//! JSON response bodies.

use extrato_core::{ConsolidatedTable, Layout, TableSummary};
use serde::{Deserialize, Serialize};

/// `GET /api/health` response.
#[derive(Debug, Serialize, Deserialize)]
pub struct ApiHealth {
    pub healthy: bool,
    pub version: String,
}

/// `POST /api/process` response.
#[derive(Debug, Serialize)]
pub struct ApiProcessResponse {
    pub layout: Layout,
    pub records: ConsolidatedTable,
    pub summary: TableSummary,
}

impl ApiProcessResponse {
    pub fn new(layout: Layout, records: ConsolidatedTable) -> Self {
        let summary = records.summary();
        Self {
            layout,
            records,
            summary,
        }
    }
}
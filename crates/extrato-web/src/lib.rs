//! Actix-Web upload UI and API for bank statement extraction.
//!
//! Serves an upload form, renders the consolidated table with its summary
//! metrics and balance chart, and hands out the xlsx workbook.

mod error;
mod handlers;
mod models;
mod page;
mod upload;

use std::sync::Mutex;

use actix_web::{middleware, web, App, HttpServer};
use extrato_core::{ExtratoConfig, StatementCache};
use tracing::info;

pub use error::WebError;
pub use models::{ApiHealth, ApiProcessResponse};

/// Shared application state.
pub struct AppState {
    /// Loaded configuration.
    pub config: ExtratoConfig,
    /// Records of files already processed by this server.
    cache: Option<Mutex<StatementCache>>,
}

impl AppState {
    pub fn new(config: ExtratoConfig) -> Self {
        let cache = config
            .processing
            .cache_enabled
            .then(|| Mutex::new(StatementCache::new(config.processing.cache_capacity)));
        Self { config, cache }
    }

    /// The shared cache, if caching is enabled.
    pub(crate) fn cache(&self) -> Option<&Mutex<StatementCache>> {
        self.cache.as_ref()
    }
}

/// Register every route on an app.
pub fn configure(cfg: &mut web::ServiceConfig) {
    cfg.route("/", web::get().to(handlers::index))
        .route("/process", web::post().to(handlers::process))
        .service(
            web::scope("/api")
                .route("/health", web::get().to(handlers::health))
                .route("/process", web::post().to(handlers::api_process))
                .route("/export", web::post().to(handlers::api_export)),
        );
}

/// Run the server until it is stopped.
pub async fn run(config: ExtratoConfig) -> std::io::Result<()> {
    let bind_addr = config.server.bind_addr.clone();
    let port = config.server.port;
    let state = web::Data::new(AppState::new(config));

    info!("Starting server on http://{bind_addr}:{port}");

    HttpServer::new(move || {
        App::new()
            .wrap(middleware::Logger::default())
            .app_data(state.clone())
            .configure(configure)
    })
    .bind((bind_addr, port))?
    .run()
    .await
}
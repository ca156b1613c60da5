//! Config command - manage configuration.

use std::fs;
use std::path::{Path, PathBuf};

use clap::{Args, Subcommand};
use console::style;
use serde_json::Value;

use extrato_core::ExtratoConfig;

/// Arguments for the config command.
#[derive(Args)]
pub struct ConfigArgs {
    #[command(subcommand)]
    command: ConfigCommand,
}

#[derive(Subcommand)]
enum ConfigCommand {
    /// Show current configuration
    Show,

    /// Write a configuration file with default values
    Init(InitArgs),

    /// Get a configuration value
    Get {
        /// Dotted key (e.g. "server.port")
        key: String,
    },

    /// Set a configuration value
    Set {
        /// Dotted key (e.g. "processing.default_layout")
        key: String,
        /// New value, parsed as JSON when possible
        value: String,
    },

    /// Show configuration file path
    Path,
}

#[derive(Args)]
struct InitArgs {
    /// Output path for configuration file
    #[arg(short, long)]
    output: Option<PathBuf>,

    /// Overwrite existing file
    #[arg(long)]
    force: bool,
}

pub async fn run(args: ConfigArgs, config_path: Option<&Path>) -> anyhow::Result<()> {
    let path = config_path
        .map(Path::to_path_buf)
        .unwrap_or_else(ExtratoConfig::default_path);

    match args.command {
        ConfigCommand::Show => show_config(&path),
        ConfigCommand::Init(init_args) => init_config(init_args, path),
        ConfigCommand::Get { key } => get_config(&path, &key),
        ConfigCommand::Set { key, value } => set_config(&path, &key, &value),
        ConfigCommand::Path => show_path(&path),
    }
}

fn load(path: &Path) -> anyhow::Result<ExtratoConfig> {
    if path.exists() {
        Ok(ExtratoConfig::from_file(path)?)
    } else {
        Ok(ExtratoConfig::default())
    }
}

fn show_config(path: &Path) -> anyhow::Result<()> {
    if !path.exists() {
        eprintln!(
            "{} No config file found, showing defaults.",
            style("ℹ").blue()
        );
    }
    println!("{}", serde_json::to_string_pretty(&load(path)?)?);
    Ok(())
}

fn init_config(args: InitArgs, path: PathBuf) -> anyhow::Result<()> {
    let output_path = args.output.unwrap_or(path);

    if output_path.exists() && !args.force {
        anyhow::bail!(
            "Config file already exists at {}. Use --force to overwrite.",
            output_path.display()
        );
    }

    if let Some(parent) = output_path.parent() {
        fs::create_dir_all(parent)?;
    }
    ExtratoConfig::default().save(&output_path)?;

    println!(
        "{} Created configuration file at {}",
        style("✓").green(),
        output_path.display()
    );
    Ok(())
}

fn get_config(path: &Path, key: &str) -> anyhow::Result<()> {
    let json = serde_json::to_value(load(path)?)?;
    let value = key
        .split('.')
        .try_fold(&json, |current, part| current.get(part))
        .ok_or_else(|| anyhow::anyhow!("Configuration key not found: {}", key))?;

    println!("{}", serde_json::to_string_pretty(value)?);
    Ok(())
}

fn set_config(path: &Path, key: &str, value: &str) -> anyhow::Result<()> {
    let parsed = serde_json::from_str(value).unwrap_or_else(|_| Value::String(value.to_string()));

    let mut json = serde_json::to_value(load(path)?)?;
    let (parents, last) = match key.rsplit_once('.') {
        Some((parents, last)) => (Some(parents), last),
        None => (None, key),
    };

    let mut target = &mut json;
    for part in parents.into_iter().flat_map(|p| p.split('.')) {
        target = target
            .get_mut(part)
            .ok_or_else(|| anyhow::anyhow!("Configuration path not found: {}", key))?;
    }
    let object = target
        .as_object_mut()
        .ok_or_else(|| anyhow::anyhow!("Cannot set value at non-object path: {}", key))?;
    if !object.contains_key(last) {
        anyhow::bail!("Configuration key not found: {}", key);
    }
    object.insert(last.to_string(), parsed.clone());

    // Round-trip through the typed config so invalid values are rejected
    let config: ExtratoConfig = serde_json::from_value(json)?;
    if let Some(parent) = path.parent() {
        fs::create_dir_all(parent)?;
    }
    config.save(path)?;

    println!(
        "{} Set {} = {}",
        style("✓").green(),
        key,
        serde_json::to_string(&parsed)?
    );
    Ok(())
}

fn show_path(path: &Path) -> anyhow::Result<()> {
    println!("Configuration file: {}", path.display());

    if path.exists() {
        println!("Status: {}", style("exists").green());
    } else {
        println!("Status: {}", style("not created").yellow());
        println!();
        println!("Run 'extrato config init' to create a configuration file.");
    }
    Ok(())
}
# # # # #
**YOUR INSTRUCTIONS**: If a line in the records above includes the string "ConfigArgs", copy it.

**RESPONSE**:
pub struct ConfigArgs {
pub async fn run(args: ConfigArgs, config_path: Option<&Path>) -> anyhow::Result<()> {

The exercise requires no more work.